How to Reel In Big Bass in Texas

By: Daniel Eggertsen

We've been receiving a lot of questions asking me about fishing for bass in Texas, and it's no wonder why the state is so popular for fishing with its over 6000 reservoirs and almost 5000 square miles of inland water.

Before you head off for a Texas fishing adventure, first we need to cover a few things, such as pests you'll find. Black widow and brown recluse spiders are known to frequent Texas, along with scorpions, centipedes, fire ants, and a plethora of flying, stinging insects. Additionally, copperheads, rattlesnakes and the Texas Coral Snake may all be living close to where you visit, so be prepared by arming yourself with knowledge on what to treat and how to treat it. A first aid kit combined with some special items just for the area you are traveling to is never a bad thing to bring along, especially if you will be taking children along with you.

Now don't let some friendly cautionary advice turn your head away from Texas, as dangerous and painful pests can and do reside all over the place elsewhere, too.
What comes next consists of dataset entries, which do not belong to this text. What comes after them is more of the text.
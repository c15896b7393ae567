//! In-memory port implementations for deterministic tests.

use async_trait::async_trait;
use parking_lot::Mutex;
use shared_types::{IntegrityReport, ReportFetchError, SubmissionId, TransportError};
use std::collections::VecDeque;
use std::sync::atomic::{AtomicBool, AtomicUsize, Ordering};
use std::sync::Arc;
use tokio::sync::{mpsc, Notify};

use crate::ports::{ReportGateway, Transport, TransportConnection, TransportFrame};

type FrameResult = Result<TransportFrame, TransportError>;

/// Transport whose connections are driven by the test through [`MockPeer`]s.
#[derive(Clone)]
pub struct MockTransport {
    inner: Arc<MockTransportInner>,
}

struct MockTransportInner {
    peers: mpsc::UnboundedSender<MockPeer>,
    failures: Mutex<VecDeque<String>>,
    connects: AtomicUsize,
}

impl MockTransport {
    /// The receiver yields one peer per successful connect.
    pub fn new() -> (Self, mpsc::UnboundedReceiver<MockPeer>) {
        let (peers, rx) = mpsc::unbounded_channel();
        let transport = Self {
            inner: Arc::new(MockTransportInner {
                peers,
                failures: Mutex::new(VecDeque::new()),
                connects: AtomicUsize::new(0),
            }),
        };
        (transport, rx)
    }

    /// Make the next connect attempt fail.
    pub fn fail_next_connect(&self, reason: &str) {
        self.inner.failures.lock().push_back(reason.to_string());
    }

    pub fn connect_count(&self) -> usize {
        self.inner.connects.load(Ordering::SeqCst)
    }
}

#[async_trait]
impl Transport for MockTransport {
    async fn connect(&self, url: &str) -> Result<Box<dyn TransportConnection>, TransportError> {
        self.inner.connects.fetch_add(1, Ordering::SeqCst);

        if let Some(reason) = self.inner.failures.lock().pop_front() {
            return Err(TransportError::ConnectFailed {
                url: url.to_string(),
                reason,
            });
        }

        let (frames_tx, frames_rx) = mpsc::unbounded_channel();
        let closed = Arc::new(AtomicBool::new(false));
        let _ = self.inner.peers.send(MockPeer {
            url: url.to_string(),
            frames: frames_tx,
            closed: Arc::clone(&closed),
        });

        Ok(Box::new(MockConnection {
            frames: frames_rx,
            closed,
        }))
    }
}

/// Server side of a mock connection. Dropping it closes cleanly.
pub struct MockPeer {
    pub url: String,
    frames: mpsc::UnboundedSender<FrameResult>,
    closed: Arc<AtomicBool>,
}

impl MockPeer {
    pub fn send_text(&self, text: &str) {
        let _ = self.frames.send(Ok(TransportFrame::Text(text.to_string())));
    }

    pub fn close(&self, code: Option<u16>, reason: &str) {
        let _ = self.frames.send(Ok(TransportFrame::Closed {
            code,
            reason: reason.to_string(),
        }));
    }

    pub fn fail(&self, reason: &str) {
        let _ = self.frames.send(Err(TransportError::ConnectionLost {
            reason: reason.to_string(),
        }));
    }

    /// Whether the client side closed or dropped the connection.
    pub fn is_closed(&self) -> bool {
        self.closed.load(Ordering::SeqCst) || self.frames.is_closed()
    }
}

struct MockConnection {
    frames: mpsc::UnboundedReceiver<FrameResult>,
    closed: Arc<AtomicBool>,
}

#[async_trait]
impl TransportConnection for MockConnection {
    async fn next_frame(&mut self) -> FrameResult {
        match self.frames.recv().await {
            Some(frame) => frame,
            None => Ok(TransportFrame::Closed {
                code: None,
                reason: String::new(),
            }),
        }
    }

    async fn close(&mut self) {
        self.closed.store(true, Ordering::SeqCst);
    }
}

/// Report gateway with a canned answer and an optional gate.
pub struct MockGateway {
    response: Mutex<Result<IntegrityReport, ReportFetchError>>,
    calls: AtomicUsize,
    gate: Option<Arc<Notify>>,
}

impl MockGateway {
    pub fn returning(response: Result<IntegrityReport, ReportFetchError>) -> Self {
        Self {
            response: Mutex::new(response),
            calls: AtomicUsize::new(0),
            gate: None,
        }
    }

    /// Hold every fetch until the returned `Notify` is signalled.
    pub fn gated(response: Result<IntegrityReport, ReportFetchError>) -> (Self, Arc<Notify>) {
        let gate = Arc::new(Notify::new());
        let gateway = Self {
            gate: Some(Arc::clone(&gate)),
            ..Self::returning(response)
        };
        (gateway, gate)
    }

    pub fn calls(&self) -> usize {
        self.calls.load(Ordering::SeqCst)
    }
}

#[async_trait]
impl ReportGateway for MockGateway {
    async fn fetch_report(
        &self,
        _submission_id: &SubmissionId,
    ) -> Result<IntegrityReport, ReportFetchError> {
        self.calls.fetch_add(1, Ordering::SeqCst);
        if let Some(gate) = &self.gate {
            gate.notified().await;
        }
        self.response.lock().clone()
    }
}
The best thing about Texas fishing is the selection, and here are some great places to start looking:

Caddo Lake used to be a natural lake that received quite a bit of expansion upon the building of a dam on Cypress Creek. Caddo Lake is a great beginner's area to catch loads of bass all day and year long, but only if size doesn't matter so much to you. Over 6 pounds per is pushing expectations here, but the scenery is beautiful and the bounty is plentiful. Check the Cyprus trees at Caddo Lake to find some great hiding spots.
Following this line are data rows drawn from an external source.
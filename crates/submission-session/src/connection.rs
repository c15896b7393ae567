//! # Connection Manager
//!
//! Owns the event connection of each submission. At most one live
//! connection exists per submission id; opening again while it is live
//! returns the existing handle.
//!
//! ```text
//! [IDLE] ──open──→ [CONNECTING] ──ready──→ [OPEN] ──close / error──→ [CLOSED]
//!                       ↑                     │
//!                       └──── reconnect ──────┘   (only with a ReconnectPolicy)
//! ```
//!
//! Everything the connection observes is reported as a [`ConnectionEvent`]
//! on the sink supplied to [`ConnectionManager::open`].

use dashmap::mapref::entry::Entry;
use dashmap::DashMap;
use shared_types::{ConnectionStatus, SubmissionId, TransportError};
use std::fmt;
use std::sync::atomic::{AtomicU64, Ordering};
use std::sync::Arc;
use std::time::Duration;
use tokio::sync::{mpsc, oneshot, watch};
use tracing::{debug, info, warn};

use crate::config::{ReconnectPolicy, SessionConfig};
use crate::ports::{Transport, TransportConnection, TransportFrame};

/// Process-unique identifier of one `open` call.
#[derive(Debug, Clone, Copy, PartialEq, Eq, Hash, PartialOrd, Ord)]
pub struct ConnectionId(u64);

impl fmt::Display for ConnectionId {
    fn fmt(&self, f: &mut fmt::Formatter<'_>) -> fmt::Result {
        write!(f, "conn-{}", self.0)
    }
}

/// Something a connection observed.
#[derive(Debug, Clone, PartialEq)]
pub struct ConnectionEvent {
    pub connection_id: ConnectionId,
    pub kind: ConnectionEventKind,
}

#[derive(Debug, Clone, PartialEq)]
pub enum ConnectionEventKind {
    /// The transport is ready.
    Opened,
    /// A text frame arrived.
    Frame(String),
    /// The connection failed and will be retried after `delay`.
    Reconnecting { attempt: u32, delay: Duration },
    /// The connection ended. No further events follow.
    Closed(CloseReason),
}

/// How a connection ended.
#[derive(Debug, Clone, PartialEq, Eq)]
pub enum CloseReason {
    /// The server closed the connection.
    Clean { code: Option<u16>, reason: String },
    /// The transport failed and no retry is left.
    Failed(TransportError),
}

/// Connection tuning, taken from [`SessionConfig`].
#[derive(Debug, Clone)]
pub struct ConnectionSettings {
    pub ws_base_url: String,
    pub connect_timeout: Duration,
    pub reconnect: ReconnectPolicy,
    pub heartbeat_timeout: Option<Duration>,
}

impl From<&SessionConfig> for ConnectionSettings {
    fn from(config: &SessionConfig) -> Self {
        Self {
            ws_base_url: config.ws_base_url.clone(),
            connect_timeout: config.connect_timeout,
            reconnect: config.reconnect.clone(),
            heartbeat_timeout: config.heartbeat_timeout,
        }
    }
}

impl Default for ConnectionSettings {
    fn default() -> Self {
        Self::from(&SessionConfig::default())
    }
}

/// Handle to an opened connection. Cheap to clone.
#[derive(Debug, Clone)]
pub struct ConnectionHandle {
    id: ConnectionId,
    submission_id: SubmissionId,
    status: watch::Receiver<ConnectionStatus>,
}

impl ConnectionHandle {
    pub fn id(&self) -> ConnectionId {
        self.id
    }

    pub fn submission_id(&self) -> &SubmissionId {
        &self.submission_id
    }

    /// Current status of the connection.
    pub fn status(&self) -> ConnectionStatus {
        *self.status.borrow()
    }
}

struct ConnectionEntry {
    handle: ConnectionHandle,
    status_tx: Arc<watch::Sender<ConnectionStatus>>,
    shutdown_tx: oneshot::Sender<()>,
}

/// Connection table keyed by submission id.
pub struct ConnectionManager<T: Transport> {
    transport: Arc<T>,
    settings: ConnectionSettings,
    connections: DashMap<SubmissionId, ConnectionEntry>,
    next_id: AtomicU64,
}

impl<T: Transport> ConnectionManager<T> {
    pub fn new(transport: T, settings: ConnectionSettings) -> Self {
        Self {
            transport: Arc::new(transport),
            settings,
            connections: DashMap::new(),
            next_id: AtomicU64::new(1),
        }
    }

    /// Stream URL for a submission.
    pub fn stream_url(&self, submission_id: &SubmissionId) -> String {
        format!(
            "{}/ws/submissions/{}",
            self.settings.ws_base_url.trim_end_matches('/'),
            submission_id
        )
    }

    /// Open the connection for a submission.
    ///
    /// The handle is `connecting` on return. If a live connection for the id
    /// already exists its handle is returned and `sink` is dropped.
    ///
    /// Must be called within a Tokio runtime.
    pub fn open(
        &self,
        submission_id: &SubmissionId,
        sink: mpsc::Sender<ConnectionEvent>,
    ) -> ConnectionHandle {
        // The shard lock is held from lookup to insert, so concurrent opens
        // for one id cannot both spawn a driver.
        let slot = match self.connections.entry(submission_id.clone()) {
            Entry::Occupied(existing) if existing.get().handle.status().is_live() => {
                let handle = existing.get().handle.clone();
                debug!(
                    submission_id = %submission_id,
                    connection_id = %handle.id,
                    "Connection already live, reusing"
                );
                return handle;
            }
            slot => slot,
        };

        let id = ConnectionId(self.next_id.fetch_add(1, Ordering::Relaxed));
        let (status_tx, status_rx) = watch::channel(ConnectionStatus::Connecting);
        let status_tx = Arc::new(status_tx);
        let (shutdown_tx, shutdown_rx) = oneshot::channel();

        let handle = ConnectionHandle {
            id,
            submission_id: submission_id.clone(),
            status: status_rx,
        };

        let driver = ConnectionDriver {
            id,
            url: self.stream_url(submission_id),
            transport: Arc::clone(&self.transport),
            settings: self.settings.clone(),
            status_tx: Arc::clone(&status_tx),
            sink,
        };
        tokio::spawn(driver.run(shutdown_rx));

        info!(
            submission_id = %submission_id,
            connection_id = %id,
            "Opening event connection"
        );

        // A dead entry for the same id is replaced here.
        slot.insert(ConnectionEntry {
            handle: handle.clone(),
            status_tx,
            shutdown_tx,
        });

        handle
    }

    /// Close a connection. Closing twice, or closing a handle that was
    /// superseded or never live, does nothing.
    pub fn close(&self, handle: &ConnectionHandle) {
        let Some((_, entry)) = self
            .connections
            .remove_if(&handle.submission_id, |_, entry| entry.handle.id == handle.id)
        else {
            return;
        };

        // The driver may already have exited.
        let _ = entry.shutdown_tx.send(());
        entry.status_tx.send_replace(ConnectionStatus::Closed);

        debug!(
            submission_id = %handle.submission_id,
            connection_id = %handle.id,
            "Event connection closed by caller"
        );
    }

    #[cfg(test)]
    pub(crate) fn live_count(&self) -> usize {
        self.connections
            .iter()
            .filter(|entry| entry.handle.status().is_live())
            .count()
    }

    /// Entries in the table, live or not.
    #[cfg(test)]
    pub(crate) fn tracked_count(&self) -> usize {
        self.connections.len()
    }
}

/// Background task driving one connection until it ends.
struct ConnectionDriver<T: Transport> {
    id: ConnectionId,
    url: String,
    transport: Arc<T>,
    settings: ConnectionSettings,
    status_tx: Arc<watch::Sender<ConnectionStatus>>,
    sink: mpsc::Sender<ConnectionEvent>,
}

/// The sink was dropped; nobody is listening any more.
struct SinkGone;

impl<T: Transport> ConnectionDriver<T> {
    async fn run(self, shutdown_rx: oneshot::Receiver<()>) {
        let outcome = tokio::select! {
            _ = shutdown_rx => None,
            outcome = self.drive() => Some(outcome),
        };

        self.status_tx.send_replace(ConnectionStatus::Closed);

        match outcome {
            Some(Ok(reason)) => {
                let _ = self.emit(ConnectionEventKind::Closed(reason)).await;
            }
            Some(Err(SinkGone)) => {
                debug!(connection_id = %self.id, "Event sink dropped, stopping connection");
            }
            None => {}
        }
    }

    /// Connect, pump frames, and retry per policy.
    async fn drive(&self) -> Result<CloseReason, SinkGone> {
        let policy = &self.settings.reconnect;
        let mut failures = 0u32;

        loop {
            let error = match self.run_once(&mut failures).await? {
                Ok(close) => return Ok(close),
                Err(error) => error,
            };

            if failures >= policy.max_attempts {
                warn!(
                    connection_id = %self.id,
                    url = %self.url,
                    error = %error,
                    "Event connection failed"
                );
                let error = if policy.is_enabled() {
                    TransportError::ReconnectExhausted { attempts: failures }
                } else {
                    error
                };
                return Ok(CloseReason::Failed(error));
            }

            let delay = policy.backoff_delay(failures);
            failures += 1;
            warn!(
                connection_id = %self.id,
                attempt = failures,
                delay_ms = delay.as_millis() as u64,
                error = %error,
                "Event connection failed, reconnecting"
            );

            self.status_tx.send_replace(ConnectionStatus::Connecting);
            self.emit(ConnectionEventKind::Reconnecting {
                attempt: failures,
                delay,
            })
            .await?;
            tokio::time::sleep(delay).await;
        }
    }

    /// One connection attempt. Resets `failures` once the transport is ready.
    async fn run_once(
        &self,
        failures: &mut u32,
    ) -> Result<Result<CloseReason, TransportError>, SinkGone> {
        let connect = tokio::time::timeout(
            self.settings.connect_timeout,
            self.transport.connect(&self.url),
        )
        .await;

        let mut conn = match connect {
            Ok(Ok(conn)) => conn,
            Ok(Err(error)) => return Ok(Err(error)),
            Err(_) => {
                return Ok(Err(TransportError::ConnectTimeout {
                    url: self.url.clone(),
                    timeout: self.settings.connect_timeout,
                }))
            }
        };

        *failures = 0;
        self.status_tx.send_replace(ConnectionStatus::Open);
        debug!(connection_id = %self.id, url = %self.url, "Event connection open");
        if let Err(gone) = self.emit(ConnectionEventKind::Opened).await {
            conn.close().await;
            return Err(gone);
        }

        loop {
            match self.next_frame(conn.as_mut()).await {
                Ok(TransportFrame::Text(text)) => {
                    if let Err(gone) = self.emit(ConnectionEventKind::Frame(text)).await {
                        conn.close().await;
                        return Err(gone);
                    }
                }
                Ok(TransportFrame::Closed { code, reason }) => {
                    debug!(connection_id = %self.id, ?code, %reason, "Server closed connection");
                    return Ok(Ok(CloseReason::Clean { code, reason }));
                }
                Err(error) => {
                    conn.close().await;
                    return Ok(Err(error));
                }
            }
        }
    }

    async fn next_frame(
        &self,
        conn: &mut dyn TransportConnection,
    ) -> Result<TransportFrame, TransportError> {
        match self.settings.heartbeat_timeout {
            None => conn.next_frame().await,
            Some(silence) => tokio::time::timeout(silence, conn.next_frame())
                .await
                .map_err(|_| TransportError::HeartbeatTimeout { silence })?,
        }
    }

    async fn emit(&self, kind: ConnectionEventKind) -> Result<(), SinkGone> {
        self.sink
            .send(ConnectionEvent {
                connection_id: self.id,
                kind,
            })
            .await
            .map_err(|_| SinkGone)
    }
}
Lake Fork is an excellent place to find a record catch. Beautiful, spacious, and plenty of hiding spots, this lake is definitely where its at, but the fish here are wise and require a great deal of trickery to be caught. My advice here is to sneak out at night without motor and catch them when their guard is down.

Lake Sam Rayburn, with its treasure cove full of hiding spots and structure, has long been a winning area in Texas, and doesn't show any signs of losing in the near future. A vast, scenic area close enough to civilization to mix up a family fishing trip with some city life, this lake has what its got to get great amounts of great-looking and great-tasting bass almost year round, although I suggest during the week when things are slow.
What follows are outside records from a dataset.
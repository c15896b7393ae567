//! # API Flows
//!
//! `HttpSubmissionApi` against the REST endpoints of the analysis server:
//! multipart upload, bearer auth, status polling and report retrieval.

#[cfg(test)]
mod tests {
    use shared_types::{ModuleId, RiskLevel, SubmissionId};
    use submission_session::{ApiError, Document, HttpSubmissionApi, SessionConfig};

    use crate::integration::frames;
    use crate::integration::{AnalysisServer, UPLOADED_SUBMISSION_ID};

    fn id(raw: &str) -> SubmissionId {
        SubmissionId::new(raw).unwrap()
    }

    #[tokio::test]
    async fn test_create_submission_uploads_multipart() {
        let server = AnalysisServer::start().await.unwrap();
        let config = SessionConfig {
            auth_token: Some("instructor-token".to_string()),
            ..server.config()
        };
        let api = HttpSubmissionApi::new(config);

        let receipt = api
            .create_submission(
                Document::new("essay.md", b"# The Tempest\n\nA reading.".to_vec()),
                &[ModuleId::AiDetection, ModuleId::Plagiarism],
                Some("assignment-7"),
            )
            .await
            .unwrap();

        assert_eq!(receipt.submission_id.as_str(), UPLOADED_SUBMISSION_ID);
        assert_eq!(receipt.status, "processing");
        assert!(!receipt.is_cached());
        assert_eq!(receipt.estimated_seconds, Some(45));

        let uploads = server.uploads();
        assert_eq!(uploads.len(), 1);
        let upload = &uploads[0];
        assert_eq!(upload.file_name.as_deref(), Some("essay.md"));
        assert_eq!(upload.size, 25);
        assert_eq!(upload.modules.as_deref(), Some("ai_detection,plagiarism"));
        assert_eq!(upload.assignment_id.as_deref(), Some("assignment-7"));
        assert_eq!(upload.authorization.as_deref(), Some("Bearer instructor-token"));
    }

    #[tokio::test]
    async fn test_document_from_disk_is_uploaded() {
        let server = AnalysisServer::start().await.unwrap();
        let dir = tempfile::tempdir().unwrap();
        let path = dir.path().join("lab-report.txt");
        std::fs::write(&path, "Observations and results.").unwrap();

        let api = HttpSubmissionApi::new(server.config());
        let document = Document::from_path(&path).await.unwrap();
        api.create_submission(document, &ModuleId::DEFAULT_SELECTION, None)
            .await
            .unwrap();

        let upload = &server.uploads()[0];
        assert_eq!(upload.file_name.as_deref(), Some("lab-report.txt"));
        assert_eq!(
            upload.modules.as_deref(),
            Some("ai_detection,plagiarism,writing_profile")
        );
        assert!(upload.assignment_id.is_none());
        assert!(upload.authorization.is_none());
    }

    #[tokio::test]
    async fn test_invalid_document_never_reaches_server() {
        let server = AnalysisServer::start().await.unwrap();
        let api = HttpSubmissionApi::new(server.config());

        let err = api
            .create_submission(
                Document::new("payload.exe", vec![0x4d, 0x5a]),
                &[ModuleId::AiDetection],
                None,
            )
            .await
            .unwrap_err();

        assert!(matches!(err, ApiError::InvalidSubmission(_)));
        assert!(server.uploads().is_empty());
    }

    #[tokio::test]
    async fn test_missing_token_is_unauthorized() {
        let server = AnalysisServer::start().await.unwrap();
        server.require_token("secret");
        let api = HttpSubmissionApi::new(server.config());

        let err = api.get_status(&id("sub-locked")).await.unwrap_err();
        assert!(matches!(err, ApiError::Unauthorized));

        let authorized = HttpSubmissionApi::new(SessionConfig {
            auth_token: Some("secret".to_string()),
            ..server.config()
        });
        assert!(authorized.get_status(&id("sub-locked")).await.is_ok());
    }

    #[tokio::test]
    async fn test_status_reflects_report() {
        let server = AnalysisServer::start().await.unwrap();
        let api = HttpSubmissionApi::new(server.config());

        let status = api.get_status(&id("sub-status")).await.unwrap();
        assert_eq!(status.status, "processing");
        assert!(status.integrity_score.is_none());

        server.report(
            "sub-status",
            frames::report("sub-status", 0.71, "HIGH", &[("ai_detection", 0.9, 1.0)]),
        );
        let status = api.get_status(&id("sub-status")).await.unwrap();
        assert_eq!(status.status, "completed");
        assert_eq!(status.integrity_score, Some(0.71));
        assert_eq!(status.risk_level, Some(RiskLevel::High));
    }

    #[tokio::test]
    async fn test_fetch_report() {
        let server = AnalysisServer::start().await.unwrap();
        server.report(
            "sub-report",
            frames::report(
                "sub-report",
                0.71,
                "HIGH",
                &[("ai_detection", 0.9, 0.6), ("plagiarism", 0.4, 0.4)],
            ),
        );
        let api = HttpSubmissionApi::new(server.config());

        let report = api.fetch_report(&id("sub-report")).await.unwrap();
        assert_eq!(report.submission_id.as_str(), "sub-report");
        assert!(report.risk_is_consistent());
        assert_eq!(report.module(ModuleId::AiDetection).unwrap().weight, Some(0.6));
        assert_eq!(report.flags.len(), 1);
        assert!(report.pdf_download_url.is_some());

        let err = api.fetch_report(&id("sub-unknown")).await.unwrap_err();
        assert!(matches!(err, ApiError::NotFound));
    }
}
Toledo Bend is just about as good as it gets for cover, even rivaling Lake Sam Rayburn in size and structure. Another beautiful area, this reservoir is partially in Louisiana and is fed by a large number of creeks as well as the Sabine River. The best place in the spring is just on the other side of where the Sabine River empties out into the reservoir, particularly any large muddy areas off to the side of the river, but be careful of the current.

The Rio Grande River empties out into Amistad, which can be a great place for the experienced bass fisher, but beginners need to either steer clear of the area or only go with a seasoned guide. Not only is this fertile topwater area only a potent spot if you know what to look for, but it can also be dangerous with the winds that frequent the area for a good part of the year. Even an experienced boater in a small enough boat can get tipped here!

And that's just a drop on the bucket of what Texas has to offer.